While much of the discussion pertaining to the custodial defendants has centered around Capt. Billy Burns, Chief Fred Johnson, Capt. James Damons and Ms. Brenda Moore are also named as custodial defendants. While there is little record evidence regarding Johnson, Damons and Moore, that which does exist raises genuine issues of material fact. Ms. Moore stated in her deposition that Capt. Burns told her that Tina Hare had threatened to harm herself and that she and the trustees needed to keep an eye on Tina. Additionally, Ms. Moore testified that she informed Capt. Damons that Burns left instruction to keep an eye on Tina Hare. In his deposition, Capt. Damons denied that Ms. Moore said anything to him about Tina Hare. Furthermore, Capt. Burns' statement and deposition testimony indicate that Chief Johnson instructed him to place Tina in a cell which could be isolated. In the record before this court, the defendants deny that Chief Johnson had any involvement and/or knowledge of Tina Hare's condition or that he issued any relative instructions as to her care.[12] Resolution of the conflicting testimony between Burns, Johnson, Damons, and Moore involves the very credibility choice which finders of fact are called upon to make. Furthermore, a jury resolution of this question would inherently influence any determination regarding the custodial defendants' conduct in the sphere of negligence vs. deliberate indifference. For example, if Damons was unaware that Tina Hare posed a risk of harm to herself, he could not be deliberately indifferent. Elliott v. Cheshire County, New Hampshire, 940 F.2d 7, 11 (1st Cir.1991).

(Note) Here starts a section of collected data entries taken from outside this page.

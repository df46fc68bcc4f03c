use std::fmt;

/// CRC32C (Castagnoli) checksum, the algorithm Cloud Storage reports
/// for every object.
#[derive(Debug, Clone, Copy, Default, PartialEq, Eq, Hash)]
pub struct Crc32c(pub u32);

impl Crc32c {
    /// Computes the checksum of `data`.
    pub fn of(data: &[u8]) -> Self {
        Self(crc32c::crc32c(data))
    }

    /// Returns the raw checksum value.
    pub fn value(self) -> u32 {
        self.0
    }

    /// Big-endian encoding, as transmitted by Cloud Storage.
    pub fn to_be_bytes(self) -> [u8; 4] {
        self.0.to_be_bytes()
    }

    /// Decodes a big-endian checksum. Returns `None` unless exactly 4 bytes.
    pub fn from_be_slice(bytes: &[u8]) -> Option<Self> {
        let arr: [u8; 4] = bytes.try_into().ok()?;
        Some(Self(u32::from_be_bytes(arr)))
    }
}

impl fmt::Display for Crc32c {
    fn fmt(&self, f: &mut fmt::Formatter<'_>) -> fmt::Result {
        write!(f, "{:#010x}", self.0)
    }
}

/// Incremental CRC32C over a byte stream.
#[derive(Debug, Clone, Default)]
pub struct Crc32cHasher {
    state: u32,
    len: u64,
}

impl Crc32cHasher {
    pub fn new() -> Self {
        Self::default()
    }

    /// Feeds `data` into the checksum.
    pub fn update(&mut self, data: &[u8]) {
        self.state = crc32c::crc32c_append(self.state, data);
        self.len += data.len() as u64;
    }

    /// Number of bytes hashed so far.
    pub fn len(&self) -> u64 {
        self.len
    }

    pub fn is_empty(&self) -> bool {
        self.len == 0
    }

    /// Returns the checksum of everything fed so far.
    pub fn finalize(&self) -> Crc32c {
        Crc32c(self.state)
    }
}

*1323 In summary, material facts exist whether Tina Hare presented a particular vulnerability to suicide which the custodial defendants knew or should of known and whether they responded reasonably or with deliberate indifference. These issues of fact cannot be resolved at the summary judgment stage. See, e.g., Elliott v. Cheshire County, 940 F.2d 7, 12 (1st Cir.1991). Many require evaluation of the credibility of witnesses which only can be accomplished at trial.

 
Municipal Liability

The plaintiff has also named the City of Corinth as a defendant identifying specifically the Mayor, former Mayor, Board of Aldermen[13] and the Chief of Police[14] in their official capacities. To establish municipal liability under § 1983, a complainant must demonstrate a policy or custom which causes or occasions a constitutional deprivation. Monell v. Department of Social Services, 436 U.S. 658, 98 S. Ct. 2018, 56 L. Ed. 2d 611 (1978); Rhyne v. Henderson County, 973 F.2d 386, 392 (5th Cir.1992); Burns v. City of Galveston, 905 F.2d 100, 102 (5th Cir.1990); Bennett v. City of Slidell, 728 F.2d 762 (5th Cir.1984) (en banc), cert. denied, 472 U.S. 1016, 105 S. Ct. 3476, 87 L. Ed. 2d 612 (1985). A municipality can act only through its agents, but it is not vicariously liable under § 1983. Oklahoma City v. Tuttle, 471 U.S. 808, 817-18, 105 S. Ct. 2427, 2433, 85 L. Ed. 2d 791 (1985) (plurality); Monell, 436 U.S. 658, 691, 98 S. Ct. 2018, 2036, 56 L. Ed. 2d 611; Rhyne v. Henderson County, 973 F.2d 386, 392 (5th Cir.1992); Benavides v. County of Wilson, Texas, 955 F.2d 968, 972 (5th Cir. 1992). Therefore, the City of Corinth can be liable for the conduct of the custodial defendants only if they were carrying out City of Corinth policies when they acted. City of Canton, Ohio v. Harris, 489 U.S. 378, 389-92, 109 S. Ct. 1197, 1205-06, 103 L. Ed. 2d 412 (1989). Stated differently, Mr. Hare may recover under § 1983 only if he shows that some city custom or policy caused the custodial defendants to deprive his wife of reasonable medical protection from her own suicidal tendencies. Rhyne v. Henderson County, 973 F.2d 386, 392 (5th Cir.1992); Burns v. City of Galveston, 905 F.2d 100, 102 (5th Cir.1990).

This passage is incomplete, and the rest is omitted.